Task directions: Copy out all lines of the material below in which "Option" occurs.

[Opening Provided entries section]

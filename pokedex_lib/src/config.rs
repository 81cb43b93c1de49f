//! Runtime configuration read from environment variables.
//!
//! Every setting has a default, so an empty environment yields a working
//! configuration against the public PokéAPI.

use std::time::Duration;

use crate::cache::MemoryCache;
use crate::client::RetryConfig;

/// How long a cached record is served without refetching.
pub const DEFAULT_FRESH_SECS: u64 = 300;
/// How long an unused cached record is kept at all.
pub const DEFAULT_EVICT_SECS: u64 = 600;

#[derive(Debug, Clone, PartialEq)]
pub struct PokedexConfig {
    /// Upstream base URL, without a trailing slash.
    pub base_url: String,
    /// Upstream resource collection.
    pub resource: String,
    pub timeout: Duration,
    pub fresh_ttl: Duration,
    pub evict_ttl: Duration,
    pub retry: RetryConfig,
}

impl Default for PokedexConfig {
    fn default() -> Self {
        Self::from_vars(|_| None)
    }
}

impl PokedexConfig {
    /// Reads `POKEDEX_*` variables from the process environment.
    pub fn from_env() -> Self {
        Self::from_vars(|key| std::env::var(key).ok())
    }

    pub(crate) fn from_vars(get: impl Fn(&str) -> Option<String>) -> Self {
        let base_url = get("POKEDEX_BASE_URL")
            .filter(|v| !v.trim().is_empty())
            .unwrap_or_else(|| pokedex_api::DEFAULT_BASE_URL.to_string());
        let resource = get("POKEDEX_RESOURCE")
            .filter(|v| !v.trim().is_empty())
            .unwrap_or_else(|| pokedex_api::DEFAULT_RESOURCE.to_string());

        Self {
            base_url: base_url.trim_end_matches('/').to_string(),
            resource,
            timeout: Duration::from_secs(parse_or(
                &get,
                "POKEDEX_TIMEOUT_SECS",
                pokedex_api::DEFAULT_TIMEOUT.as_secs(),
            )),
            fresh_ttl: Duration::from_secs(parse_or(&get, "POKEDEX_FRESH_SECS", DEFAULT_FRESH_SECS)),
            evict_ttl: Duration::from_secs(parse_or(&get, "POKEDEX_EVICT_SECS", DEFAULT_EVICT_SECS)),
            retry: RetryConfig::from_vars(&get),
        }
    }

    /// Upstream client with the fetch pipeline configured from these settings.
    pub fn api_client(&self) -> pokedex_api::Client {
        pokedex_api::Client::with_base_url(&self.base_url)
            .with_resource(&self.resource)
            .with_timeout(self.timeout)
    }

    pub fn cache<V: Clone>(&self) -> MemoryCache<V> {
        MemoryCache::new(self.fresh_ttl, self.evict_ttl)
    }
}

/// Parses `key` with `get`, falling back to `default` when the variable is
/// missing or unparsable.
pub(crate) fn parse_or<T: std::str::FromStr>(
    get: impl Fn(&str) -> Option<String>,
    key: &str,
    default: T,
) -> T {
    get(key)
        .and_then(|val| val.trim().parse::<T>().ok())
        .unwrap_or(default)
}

[Closing Provided entries section]

Answer area:
    pub(crate) fn from_vars(get: impl Fn(&str) -> Option<String>) -> Self {
    get: impl Fn(&str) -> Option<String>,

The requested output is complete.